Dados sobre a contaminação por HIV divulgados recentemente apontam um maior número de casos notificados e ao mesmo tempo uma redução nos óbitos causados pela Aids...

Pela primeira vez, houve uma diminuição nos casos de óbito por Aids. A gente nunca esteve nos níveis de hoje. Desde o momento em que esse indicador começou a ser analisado, esse foi o ano de maior queda. Por outro lado, a gente nunca teve tanta testagem como no último ano. Aumentou muito o número de testes rápidos distribuídos e de pessoas realizando as testagens.

Como você tem um número maior de pessoas tendo acesso aos testes, mais pessoas foram diagnosticadas. Isso não significa que houve um aumento de casos, uma piora no quadro ou que a situação esteja descontrolada. Isso reflete uma melhor capacidade de diagnosticar as pessoas que estão vivendo com o vírus. O que aconteceu esse ano de diferente foi isso. Uma melhor cobertura na testagem. E aí, consequentemente, mais gente se testando, mais gente diagnosticada. É, digamos, um "defeito bom" que menos pessoas tenham morrido por Aids, isso reflete uma melhor assistência.

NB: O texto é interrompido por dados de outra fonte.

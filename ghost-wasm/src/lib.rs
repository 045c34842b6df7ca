//! WebAssembly bindings for Ghost credential verification.
//!
//! This module provides client-side verification of watermarked certificate
//! images directly in the browser without uploading them to a server.

use ghost_core::{
    canonical_hash, verify_certificate, DigestAlgorithm, GhostConfig, IntegrityChecks,
    LsbCodec, PixelBuffer, PlaceholderVerifier, SignatureVerifier, VerificationReport,
};
use serde::Serialize;
use wasm_bindgen::prelude::*;

/// Initialize panic hook for better error messages in browser console.
#[wasm_bindgen(start)]
pub fn init() {
    #[cfg(feature = "console_error_panic_hook")]
    console_error_panic_hook::set_once();
}

/// Verify the credential embedded in an encoded image (PNG recommended).
///
/// # Arguments
/// * `image_bytes` - The certificate image file content
///
/// # Returns
/// A JSON string with the verification report (camelCase fields:
/// `isValid`, `integrity`, `details`, `error`, ...)
#[wasm_bindgen]
pub fn verify_certificate_wasm(image_bytes: &[u8]) -> String {
    let config = GhostConfig::default();
    let verifier = PlaceholderVerifier;

    let report = match verify_internal(image_bytes, &verifier, &config) {
        Ok(report) => report,
        Err(e) => failed_report(verifier.scheme(), &config, e),
    };

    to_json(&report)
}

fn verify_internal(
    image_bytes: &[u8],
    verifier: &dyn SignatureVerifier,
    config: &GhostConfig,
) -> Result<VerificationReport, String> {
    let stego = PixelBuffer::decode(image_bytes).map_err(|e| e.to_string())?;
    let result = verify_certificate(&stego, verifier, None, config)
        .map_err(|e| format!("Verification error: {}", e))?;
    Ok(result.to_report(verifier.scheme(), config))
}

fn failed_report(scheme: &str, config: &GhostConfig, error: String) -> VerificationReport {
    VerificationReport {
        is_valid: false,
        integrity: IntegrityChecks {
            stego_match: false,
            signature_valid: false,
        },
        signature_scheme: scheme.to_string(),
        digest_algorithm: config.integrity.digest.identifier().to_string(),
        digest: None,
        details: None,
        error: Some(error),
    }
}

fn to_json(value: &impl Serialize) -> String {
    serde_json::to_string(value).unwrap_or_else(|e| {
        format!(
            r#"{{"isValid":false,"error":"Serialization error: {}"}}"#,
            e.to_string().replace('"', "'")
        )
    })
}

/// Return the raw embedded payload as text, or `undefined` if there is none.
#[wasm_bindgen]
pub fn extract_payload_wasm(image_bytes: &[u8]) -> Option<String> {
    let stego = PixelBuffer::decode(image_bytes).ok()?;
    let payload = LsbCodec::default().extract(&stego)?;
    Some(String::from_utf8_lossy(&payload).into_owned())
}

/// Canonical SHA-256 hash of a JSON document, as hex.
///
/// Returns `undefined` if `json` does not parse.
#[wasm_bindgen]
pub fn canonical_hash_wasm(json: &str) -> Option<String> {
    let value: serde_json::Value = serde_json::from_str(json).ok()?;
    canonical_hash(&value, DigestAlgorithm::Sha256).ok()
}

/// Get the library version.
#[wasm_bindgen]
pub fn get_version() -> String {
    env!("CARGO_PKG_VERSION").to_string()
}

#[cfg(test)]
mod tests {
    use super::*;
    use ghost_core::{issue_certificate, CertificateBuilder, PlaceholderSigner};

    const ISSUER: &str = "did:ethr:0x1234567890abcdef1234567890abcdef12345678";

    fn issued_png() -> Vec<u8> {
        let record = CertificateBuilder::new(ISSUER, "Ada Lovelace", "Applied Cryptography")
            .with_risk_score(5)
            .build(&PlaceholderSigner::new(ISSUER))
            .unwrap();
        let carrier = PixelBuffer::filled(128, 128, [255, 255, 255, 255]).unwrap();
        issue_certificate(&carrier, &record, &GhostConfig::default())
            .unwrap()
            .encode_png()
            .unwrap()
    }

    #[test]
    fn test_verify_issued_image() {
        let json = verify_certificate_wasm(&issued_png());
        let report: serde_json::Value = serde_json::from_str(&json).unwrap();

        assert_eq!(report["isValid"], true);
        assert_eq!(report["integrity"]["stegoMatch"], true);
        assert_eq!(report["details"]["courseName"], "Applied Cryptography");
        assert_eq!(report["details"]["riskScore"], 5);
    }

    #[test]
    fn test_verify_unmarked_image() {
        let blank = PixelBuffer::filled(64, 64, [0, 0, 0, 255])
            .unwrap()
            .encode_png()
            .unwrap();
        let report: serde_json::Value =
            serde_json::from_str(&verify_certificate_wasm(&blank)).unwrap();

        assert_eq!(report["isValid"], false);
        assert_eq!(report["integrity"]["stegoMatch"], false);
        assert!(report["error"]
            .as_str()
            .unwrap()
            .contains("No secure watermark found"));
    }

    #[test]
    fn test_verify_garbage_bytes() {
        let report: serde_json::Value =
            serde_json::from_str(&verify_certificate_wasm(b"not an image")).unwrap();

        assert_eq!(report["isValid"], false);
        assert!(report["error"].as_str().unwrap().contains("decode"));
    }

    #[test]
    fn test_extract_payload() {
        let payload = extract_payload_wasm(&issued_png()).unwrap();
        assert!(payload.starts_with('{'));
        assert!(payload.contains("\"issuerDid\""));

        assert_eq!(extract_payload_wasm(b"not an image"), None);
    }

    #[test]
    fn test_canonical_hash_ignores_key_order() {
        let a = canonical_hash_wasm(r#"{"b":1,"a":2}"#).unwrap();
        let b = canonical_hash_wasm(r#"{ "a": 2, "b": 1 }"#).unwrap();
        assert_eq!(a, b);
        assert_eq!(
            canonical_hash_wasm("{}").unwrap(),
            "44136fa355b3678a1146ad16f7e8649e94fb4fc21fe77e8310c060f61caaff8a"
        );
        assert_eq!(canonical_hash_wasm("{"), None);
    }
}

As pessoas tendo acesso ao tratamento, mais pessoas se tratando precocemente, tratamentos mais eficazes, pessoas indetectando carga viral. E, consequentemente, menos pessoas morrendo por Aids, que é a doença da imunodeficiência humana. Existe uma diferença entre conviver com o vírus e ter a doença. Os dados mostraram a diminuição dos óbitos e o aumento nos casos novos à custa do aumento da testagem.

E os novos casos estão entre os mais jovens...

Isso, na faixa-etária entre 20 e 29 anos é onde a gente tem uma concentração maior de novos diagnósticos.

A gente pode pensar que entre os mais novos há uma despreocupação excessiva com o vírus?

Isso é multifatorial. Dentre outras coisas, eu acho que sim. O jovem de uma forma geral é meio...como eu posso dizer? ... não sei se o termo é esse...ele é um pouco inconsequente. Ele se expõe mais ao risco de uma forma geral, ele corre mais com o seu automóvel, ele bebe mais, ele bebe e dirige. Então, ele é mais inconsequente, digamos assim. Ele é mais imaturo. Isso para tudo. Inclusive em relação ao sexo, ele acha que nada vai acontecer com ele, que o carro não vai bater, ele não vai passar mal bebendo, ele não vai pegar uma infecção sexualmente transmissível. Ele se acha meio um super-herói. Isso se reflete em vários aspectos da vida, inclusive no comportamento sexual.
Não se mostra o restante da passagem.